EXERCISE DESCRIPTION: Nothing in the entries should change; repeat them exactly.

── DATA PROVIDED ──

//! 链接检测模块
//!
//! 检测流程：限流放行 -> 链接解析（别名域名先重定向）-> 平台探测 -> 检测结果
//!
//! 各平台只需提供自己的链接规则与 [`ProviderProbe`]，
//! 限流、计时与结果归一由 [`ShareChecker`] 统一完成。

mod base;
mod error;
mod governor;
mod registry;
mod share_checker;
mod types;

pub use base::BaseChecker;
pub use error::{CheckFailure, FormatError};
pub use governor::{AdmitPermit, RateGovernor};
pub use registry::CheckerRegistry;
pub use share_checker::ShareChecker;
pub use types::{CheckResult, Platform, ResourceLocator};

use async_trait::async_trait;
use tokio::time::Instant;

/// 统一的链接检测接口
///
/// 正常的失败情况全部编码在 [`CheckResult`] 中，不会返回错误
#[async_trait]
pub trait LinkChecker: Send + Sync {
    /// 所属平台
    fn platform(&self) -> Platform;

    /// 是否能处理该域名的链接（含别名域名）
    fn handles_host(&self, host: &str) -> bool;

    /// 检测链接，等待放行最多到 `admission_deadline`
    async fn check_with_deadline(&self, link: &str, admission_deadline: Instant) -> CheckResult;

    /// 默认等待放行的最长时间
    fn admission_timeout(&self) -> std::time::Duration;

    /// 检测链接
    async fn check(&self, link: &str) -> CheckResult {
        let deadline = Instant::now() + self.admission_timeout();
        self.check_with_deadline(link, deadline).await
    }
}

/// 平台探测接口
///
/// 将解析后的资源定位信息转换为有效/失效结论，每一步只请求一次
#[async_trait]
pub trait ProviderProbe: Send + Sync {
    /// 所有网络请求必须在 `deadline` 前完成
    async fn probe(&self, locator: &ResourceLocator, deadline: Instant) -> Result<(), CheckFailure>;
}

───

ANSWER SPACE:
//! 链接检测模块
//!
//! 检测流程：限流放行 -> 链接解析（别名域名先重定向）-> 平台探测 -> 检测结果
//!
//! 各平台只需提供自己的链接规则与 [`ProviderProbe`]，
//! 限流、计时与结果归一由 [`ShareChecker`] 统一完成。

mod base;
mod error;
mod governor;
mod registry;
mod share_checker;
mod types;

pub use base::BaseChecker;
pub use error::{CheckFailure, FormatError};
pub use governor::{AdmitPermit, RateGovernor};
pub use registry::CheckerRegistry;
pub use share_checker::ShareChecker;
pub use types::{CheckResult, Platform, ResourceLocator};

use async_trait::async_trait;
use tokio::time::Instant;

/// 统一的链接检测接口
///
/// 正常的失败情况全部编码在 [`CheckResult`] 中，不会返回错误
#[async_trait]
pub trait LinkChecker: Send + Sync {
    /// 所属平台
    fn platform(&self) -> Platform;

    /// 是否能处理该域名的链接（含别名域名）
    fn handles_host(&self, host: &str) -> bool;

    /// 检测链接，等待放行最多到 `admission_deadline`
    async fn check_with_deadline(&self, link: &str, admission_deadline: Instant) -> CheckResult;

    /// 默认等待放行的最长时间
    fn admission_timeout(&self) -> std::time::Duration;

    /// 检测链接
    async fn check(&self, link: &str) -> CheckResult {
        let deadline = Instant::now() + self.admission_timeout();
        self.check_with_deadline(link, deadline).await
    }
}

/// 平台探测接口
///
/// 将解析后的资源定位信息转换为有效/失效结论，每一步只请求一次
#[async_trait]
pub trait ProviderProbe: Send + Sync {
    /// 所有网络请求必须在 `deadline` 前完成
    async fn probe(&self, locator: &ResourceLocator, deadline: Instant) -> Result<(), CheckFailure>;
}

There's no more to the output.